Together with several organizations including the ACLU of Pennsylvania, the Women’s Law Project, and Planned Parenthood of Western Pennsylvania, SWOP had called on the DA to put an end to the practice and has held anonymous meetings for sex workers and allies to voice concern.

At one of their meetings, they heard from a woman who said she had been charged years ago for possessing condoms; she set up the appointment with an officer, and only after he asked her for a condom did he arrest her.

“She then had to decide what was a greater risk–not using condoms and endangering her longterm health or getting more charges,” Jessie said.

The woman ultimately decided to use condoms, but even then, she said that carrying them had put her life in peril.

“Because she had to hide the condoms in her car [in case the client was a police officer], one of her clients escorted her to her car at gunpoint,” Jessie said. The client had apparently wanted to make sure she didn’t drive off with their money.

Both Jessie and PJ say that they would like to work with the DA’s office toward common goals of ending trafficking and preventing an HIV outbreak. “Sex workers are on the front lines and could really help to identify cases of abuse or trafficking, but these policies cause distrust,” says PJ. “Prostitution is the lowest level of misdemeanor; if law enforcement chose to prioritize fostering relationships with the community over trying to inflate charges against low level offenders, they would be better equipped to prosecute felons and combat sex trafficking.”

The characterization of SWOP as advocates for crime also belies the idea that there are two kinds of people performing sex work, divided by the idea of autonomy–one population who chooses to do sex work, and another who are purely victims of the industry–without considering a gradient of circumstances in between. It’s been well-documented that sex work tends to overlap with populations disproportionately affected by poverty, where commercial sex work blends with survival sex. In 2013, the homeless youth shelter network Covenant House had found that one in four homeless youth surveyed was either a victim of trafficking or had engaged in survival sex (sex in exchange for basic necessities), and 48% of those who had engaged in “commercial sex work” had done so because they didn’t have a place to sleep.
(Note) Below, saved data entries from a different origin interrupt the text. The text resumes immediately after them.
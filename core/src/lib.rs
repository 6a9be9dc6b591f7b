//! # VEBOX Pipeline Core
//!
//! The per-context driver that ties the scalability and denoise subsystems to
//! the device layer. It holds no policy of its own: topology, noise estimation
//! and stream generation live in their subsystems, and every device-facing
//! operation goes through a collaborator trait from `vebox-hal`.
//!
//! ## Components
//!
//! - **VeboxPipeline**: per-frame sequencing and recovery
//! - **PipelineConfig**: per-pipeline switches
//! - **HardwareStatePopulator**: seam to the state/surface command writer
//!
//! ## Per-Frame Flow
//!
//! ```text
//! ┌─────────────────────────────────────────────────────────────────────┐
//! │                          VeboxPipeline                              │
//! │                                                                     │
//! │  EngineTopology ──▶ EngineGroup ──▶ NoiseEstimator ──▶ Coordinator  │
//! │     (decide)        (allocate)       (update)          (run)        │
//! │        ▲                ▲               ▲                 │         │
//! └────────┼────────────────┼───────────────┼─────────────────┼─────────┘
//!          │                │               │                 ▼
//!      DeviceInfo    EngineResources  StatisticsSource  CommandSubmitter
//! ```

#![no_std]
#![warn(missing_docs)]
#![warn(clippy::all)]

extern crate alloc;

// =============================================================================
// MODULE EXPORTS
// =============================================================================

pub mod config;
pub mod pipeline;
pub mod populate;

pub use config::PipelineConfig;
pub use pipeline::{EstimateSource, Frame, FrameContext, FrameReport, PipelineStats, VeboxPipeline};
pub use populate::{HardwareStatePopulator, OpaqueStatePopulator};

/// Crate version
pub const VERSION: &str = env!("CARGO_PKG_VERSION");
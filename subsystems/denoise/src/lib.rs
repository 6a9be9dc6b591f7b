//! # VEBOX Denoise Subsystem
//!
//! Statistics decoding and the cross-frame adaptive noise estimator.
//!
//! ```text
//!   statistics surface ──▶ StatisticsReader ──▶ FrameStatistics
//!                                                     │
//!                          NoiseState (per pipeline) ─┤
//!                                                     ▼
//!                                              NoiseEstimator ──▶ NoiseParameters
//! ```
//!
//! The estimator runs once per frame, before any engine's command stream is
//! generated, because its output is baked into every stream.

#![no_std]
#![warn(missing_docs)]
#![warn(clippy::all)]

#[cfg(test)]
extern crate alloc;

pub mod estimator;
pub mod params;
pub mod state;
pub mod stats;

pub use estimator::{normalize, round_up_shift_average, BlockThresholdPolicy, NoiseEstimator};
pub use params::{ChannelNoise, ChromaNoise, DenoiseMode, HvsControl, NoiseParameters};
pub use state::{NoiseRegime, NoiseState, NO_HISTORY};
pub use stats::{Channel, FrameStatistics, SliceMode, SliceRecord, StatLayout, StatisticsReader};
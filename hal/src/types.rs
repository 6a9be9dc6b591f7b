//! # Core Types
//!
//! Geometry, surface descriptions and typed handles.

use core::fmt;
use core::marker::PhantomData;

// =============================================================================
// GEOMETRY
// =============================================================================

/// Width and height in pixels
#[derive(Debug, Clone, Copy, PartialEq, Eq, Hash, Default)]
pub struct Dimensions {
    /// Width in pixels
    pub width: u32,
    /// Height in pixels
    pub height: u32,
}

impl Dimensions {
    /// Create new dimensions
    pub const fn new(width: u32, height: u32) -> Self {
        Self { width, height }
    }

    /// Total pixel count (64-bit, never overflows)
    pub const fn pixels(self) -> u64 {
        self.width as u64 * self.height as u64
    }
}

impl fmt::Display for Dimensions {
    fn fmt(&self, f: &mut fmt::Formatter<'_>) -> fmt::Result {
        write!(f, "{}x{}", self.width, self.height)
    }
}

/// Crop rectangle, exclusive right/bottom edges
#[derive(Debug, Clone, Copy, PartialEq, Eq, Hash, Default)]
pub struct Rect {
    /// Left edge
    pub left: u32,
    /// Top edge
    pub top: u32,
    /// Right edge (exclusive)
    pub right: u32,
    /// Bottom edge (exclusive)
    pub bottom: u32,
}

impl Rect {
    /// Create a rectangle
    pub const fn new(left: u32, top: u32, right: u32, bottom: u32) -> Self {
        Self { left, top, right, bottom }
    }

    /// Rectangle covering a full surface
    pub const fn full(dims: Dimensions) -> Self {
        Self::new(0, 0, dims.width, dims.height)
    }
}

// =============================================================================
// SURFACES
// =============================================================================

/// Chroma packing of a surface format
#[derive(Debug, Clone, Copy, PartialEq, Eq, Hash, Default)]
pub enum ColorPack {
    /// Luma only
    Yuv400,
    /// 4:1:1
    Yuv411,
    /// 4:2:0 (NV12, P010, ...)
    #[default]
    Yuv420,
    /// 4:2:2 (YUY2, Y210, ...)
    Yuv422,
    /// 4:4:4 (AYUV, Y410, ...)
    Yuv444,
    /// Packed RGB
    Rgb,
}

/// What the pipeline needs to know about a source or target surface
#[derive(Debug, Clone, Copy, PartialEq, Eq, Hash, Default)]
pub struct SurfaceDesc {
    /// Allocated width
    pub width: u32,
    /// Allocated height
    pub height: u32,
    /// Region of interest
    pub crop: Rect,
    /// Chroma packing
    pub color_pack: ColorPack,
}

impl SurfaceDesc {
    /// Surface whose crop covers the whole allocation
    pub const fn new(width: u32, height: u32, color_pack: ColorPack) -> Self {
        Self {
            width,
            height,
            crop: Rect::full(Dimensions::new(width, height)),
            color_pack,
        }
    }

    /// Replace the crop rectangle
    pub const fn with_crop(mut self, crop: Rect) -> Self {
        self.crop = crop;
        self
    }

    /// Allocated dimensions
    pub const fn dimensions(&self) -> Dimensions {
        Dimensions::new(self.width, self.height)
    }

    /// Width actually processed: `min(width, crop.right)`
    pub fn effective_width(&self) -> u32 {
        self.width.min(self.crop.right)
    }

    /// Height actually processed: `min(height, crop.bottom)`
    pub fn effective_height(&self) -> u32 {
        self.height.min(self.crop.bottom)
    }
}

// =============================================================================
// HANDLE TYPES
// =============================================================================

/// Opaque handle to a device resource
///
/// Handles are type-safe wrappers that prevent mixing semaphore memory with
/// command buffers. The id space belongs to the allocator that issued them.
#[repr(transparent)]
pub struct Handle<T> {
    id: u64,
    _marker: PhantomData<fn() -> T>,
}

impl<T> Handle<T> {
    /// Create a new handle
    #[inline]
    pub const fn new(id: u64) -> Self {
        Self {
            id,
            _marker: PhantomData,
        }
    }

    /// Create a null handle
    #[inline]
    pub const fn null() -> Self {
        Self::new(0)
    }

    /// Get the raw ID
    #[inline]
    pub const fn id(self) -> u64 {
        self.id
    }

    /// Check if null
    #[inline]
    pub const fn is_null(self) -> bool {
        self.id == 0
    }
}

impl<T> Clone for Handle<T> {
    fn clone(&self) -> Self {
        *self
    }
}

impl<T> Copy for Handle<T> {}

impl<T> PartialEq for Handle<T> {
    fn eq(&self, other: &Self) -> bool {
        self.id == other.id
    }
}

impl<T> Eq for Handle<T> {}

impl<T> core::hash::Hash for Handle<T> {
    fn hash<H: core::hash::Hasher>(&self, state: &mut H) {
        self.id.hash(state);
    }
}

impl<T> PartialOrd for Handle<T> {
    fn partial_cmp(&self, other: &Self) -> Option<core::cmp::Ordering> {
        Some(self.cmp(other))
    }
}

impl<T> Ord for Handle<T> {
    fn cmp(&self, other: &Self) -> core::cmp::Ordering {
        self.id.cmp(&other.id)
    }
}

impl<T> fmt::Debug for Handle<T> {
    fn fmt(&self, f: &mut fmt::Formatter<'_>) -> fmt::Result {
        let name = core::any::type_name::<T>();
        let short = name.rsplit("::").next().unwrap_or(name);
        write!(f, "Handle<{}>(0x{:x})", short, self.id)
    }
}

// Marker types for handles
/// Marker for command buffer handle
#[derive(Debug)]
pub enum CommandBufferMarker {}
/// Marker for semaphore memory handle
#[derive(Debug)]
pub enum SemaphoreMarker {}

/// Handle to a per-engine command buffer
pub type CommandBufferHandle = Handle<CommandBufferMarker>;
/// Handle to one dword of semaphore memory
pub type SemaphoreHandle = Handle<SemaphoreMarker>;
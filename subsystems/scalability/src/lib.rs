//! # VEBOX Scalability Subsystem
//!
//! Splits one frame across several video-enhancement engines.
//!
//! ## Architecture
//!
//! ```text
//!   SurfaceDesc x2 + DeviceInfo
//!            │
//!            ▼
//!   ┌──────────────────┐     ┌──────────────────────┐
//!   │  EngineTopology  │────▶│ SubmissionCoordinator│──▶ CommandSubmitter
//!   │  (how many)      │     │  (order, tags)       │
//!   └──────────────────┘     └──────────┬───────────┘
//!                                       │ per engine
//!                                       ▼
//!                            ┌──────────────────────┐
//!                            │ BarrierSynchronizer  │
//!                            │ (entry/exit fences)  │
//!                            └──────────────────────┘
//! ```

#![no_std]
#![warn(missing_docs)]
#![warn(clippy::all)]

extern crate alloc;

// =============================================================================
// MODULE EXPORTS
// =============================================================================

pub mod barrier;
pub mod coordinator;
pub mod topology;

pub use barrier::BarrierSynchronizer;
pub use coordinator::{EngineGroup, EngineSlot, FrameStage, StreamPopulator, SubmissionCoordinator};
pub use topology::{Degenerate, EngineTopology, SchedulingDecision};
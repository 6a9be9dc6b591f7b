//! # Hardware Profiles
//!
//! Per-generation constant tables.
//!
//! The barrier protocol and the noise estimator are generic over one
//! [`HardwareProfile`] value instead of a type per silicon generation. Every
//! threshold, register offset and erratum flag they consume lives here, so the
//! tables can be tested on their own and a new generation is a new `const fn`.

use crate::types::Dimensions;

// =============================================================================
// ERRATA
// =============================================================================

bitflags::bitflags! {
    /// Hardware errata that change numeric policy
    #[derive(Debug, Clone, Copy, PartialEq, Eq, Hash)]
    pub struct Errata: u32 {
        /// 4:4:4 surfaces need a 32 pixel horizontal border for the 4x4 TGNE count
        const WA_1609102037 = 1 << 0;
    }
}

// =============================================================================
// WATCHDOG
// =============================================================================

/// Watchdog register block of the video-enhancement engine
#[derive(Debug, Clone, Copy, PartialEq, Eq, Hash)]
pub struct WatchdogRegisters {
    /// Counter control register offset
    pub control: u32,
    /// Counter threshold register offset
    pub threshold: u32,
    /// Control value that starts the counter
    pub enable_value: u32,
    /// Control value that stops the counter
    pub disable_value: u32,
}

// =============================================================================
// STATISTICS LAYOUT
// =============================================================================

/// Platform-dependent layout of the per-frame statistics block
#[derive(Debug, Clone, Copy, PartialEq, Eq, Hash)]
pub struct StatisticsGeometry {
    /// Byte offset of the spatial GNE record inside a slice block
    pub gne_offset: u32,
    /// Byte offset of the temporal GNE record inside a slice block
    pub tgne_offset: u32,
    /// Size in bytes of one per-frame slice block (the slice pitch)
    pub per_frame_size: u32,
}


// =============================================================================
// NOISE CONSTANTS
// =============================================================================

/// Thresholds used by the adaptive noise estimator
#[derive(Debug, Clone, Copy, PartialEq, Eq, Hash)]
pub struct NoiseConstants {
    /// Chroma GNE below which luma is considered over-estimated
    pub chroma_threshold: u32,
    /// Luma GNE above which the chroma consistency check may apply
    pub luma_threshold: u32,
    /// Pixel count of 1080p, boundary for the subjective BSD threshold
    pub resolution_threshold: u32,
    /// Chroma denoise history maximum
    pub history_max: u32,
    /// Chroma denoise history delta
    pub history_delta: u32,
    /// Luma STAD threshold with no usable temporal noise
    pub luma_stad_default: u32,
    /// Chroma STAD threshold with no usable temporal noise
    pub chroma_stad_default: u32,
    /// STAD threshold for both groups in bd-rate mode
    pub bdrate_stad: u32,
    /// History init in bd-rate mode once temporal data is flowing
    pub bdrate_history_init: u32,
    /// History init on the first frame and on fallback
    pub reset_history_init: u32,
    /// BSD threshold below `resolution_threshold`
    pub bsd_threshold_low_res: u32,
    /// BSD threshold at or above `resolution_threshold`
    pub bsd_threshold_high_res: u32,
    /// Divisor of the 4x4 TGNE threshold count
    pub block_threshold_divisor: u32,
    /// Border removed from each axis for the 4x4 TGNE count
    pub block_border: u32,
    /// Horizontal border with [`Errata::WA_1609102037`] on 4:4:4
    pub block_border_wide: u32,
}

impl NoiseConstants {
    /// Gen12 noise constants
    pub const fn gen12() -> Self {
        Self {
            chroma_threshold: 1850,
            luma_threshold: 32000,
            resolution_threshold: 2_073_600,
            history_max: 192,
            history_delta: 8,
            luma_stad_default: 3200,
            chroma_stad_default: 1600,
            bdrate_stad: 250,
            bdrate_history_init: 27,
            reset_history_init: 32,
            bsd_threshold_low_res: 240,
            bsd_threshold_high_res: 135,
            block_threshold_divisor: 1600,
            block_border: 8,
            block_border_wide: 32,
        }
    }
}

// =============================================================================
// HARDWARE PROFILE
// =============================================================================

/// Complete constant table for one hardware generation
#[derive(Debug, Clone, Copy, PartialEq, Eq, Hash)]
pub struct HardwareProfile {
    /// Generation name, for logs
    pub name: &'static str,
    /// Number of semaphore slots, and so the maximum engine count
    pub max_engines: u32,
    /// Minimum width each engine must receive
    pub min_slice_width: u32,
    /// Per-axis size above which scalable mode is worth it
    pub scalability_threshold: Dimensions,
    /// Timestamp counter frequency
    pub timestamp_counts_per_sec: u64,
    /// Watchdog deadline
    pub watchdog_timeout_ms: u64,
    /// Watchdog register block
    pub watchdog: WatchdogRegisters,
    /// Size in bytes of one per-engine batch buffer
    pub command_buffer_size: u32,
    /// Statistics block layout
    pub statistics: StatisticsGeometry,
    /// Noise estimator constants
    pub noise: NoiseConstants,
    /// Errata present on this device
    pub errata: Errata,
}

/// Largest engine count any profile may declare
pub const MAX_ENGINES_LIMIT: u32 = 8;

/// Divisor applied to the watchdog deadline for very large scalable frames
const WATCHDOG_LARGE_FRAME_DIVISOR: u64 = 333;
/// Divisor applied to the watchdog deadline otherwise (ms to s)
const WATCHDOG_DEFAULT_DIVISOR: u64 = 1000;

static_assertions::const_assert!(HardwareProfile::gen12().max_engines <= MAX_ENGINES_LIMIT);
static_assertions::const_assert!(
    HardwareProfile::gen12().statistics.tgne_offset > HardwareProfile::gen12().statistics.gne_offset
);

impl HardwareProfile {
    /// Gen12 (Xe) video-enhancement engine
    pub const fn gen12() -> Self {
        Self {
            name: "gen12",
            max_engines: 4,
            min_slice_width: 64,
            scalability_threshold: Dimensions::new(3840, 2160),
            timestamp_counts_per_sec: 12_000_048,
            watchdog_timeout_ms: 60,
            watchdog: WatchdogRegisters {
                control: 0x1C_8178,
                threshold: 0x1C_817C,
                enable_value: 0x0,
                disable_value: 0xFFFF_FFFF,
            },
            command_buffer_size: 4096,
            statistics: StatisticsGeometry {
                gne_offset: 0x2C,
                tgne_offset: 0x5C,
                per_frame_size: 32 * 4,
            },
            noise: NoiseConstants::gen12(),
            errata: Errata::empty(),
        }
    }

    /// Same profile with additional errata
    pub const fn with_errata(mut self, errata: Errata) -> Self {
        self.errata = self.errata.union(errata);
        self
    }

    /// Check for an erratum
    pub const fn has_erratum(&self, erratum: Errata) -> bool {
        self.errata.contains(erratum)
    }

    /// Watchdog threshold in timestamp ticks for a frame split over `engines`
    ///
    /// Frames whose target covers more than one 4K picture per engine get the
    /// larger budget (`/333`), everything else gets `/1000`.
    pub const fn watchdog_threshold(&self, target: Dimensions, engines: u32) -> u32 {
        let per_engine_limit = self.scalability_threshold.pixels() * engines as u64;
        let budget = self.timestamp_counts_per_sec * self.watchdog_timeout_ms;
        let ticks = if target.pixels() > per_engine_limit {
            budget / WATCHDOG_LARGE_FRAME_DIVISOR
        } else {
            budget / WATCHDOG_DEFAULT_DIVISOR
        };
        ticks as u32
    }
}

impl Default for HardwareProfile {
    fn default() -> Self {
        Self::gen12()
    }
}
Black trans women are another population who overwhelmingly share economic burdens and incidentally, sex work; a 2015 report by the National Center for Transgender Equality found that 42% of black transgender women surveyed had participated in sex work at some point in their lives, that unemployment for trans people of color is four times higher than that of the overall US population, and that one in five black trans women reported living with HIV. Condoms are a necessity.

“Obviously this is a public health risk,” PJ said. “This impacts sex workers and their clients and their clients’ spouses.”

He added, “I think another part of this story is the people who are targeted are often the most vulnerable people–trans workers, workers of color, trans women of color in particular. Those people often don’t have resources or lawyers to represent them, and if you don’t have representation, you’re just going to accept a plea bargain.”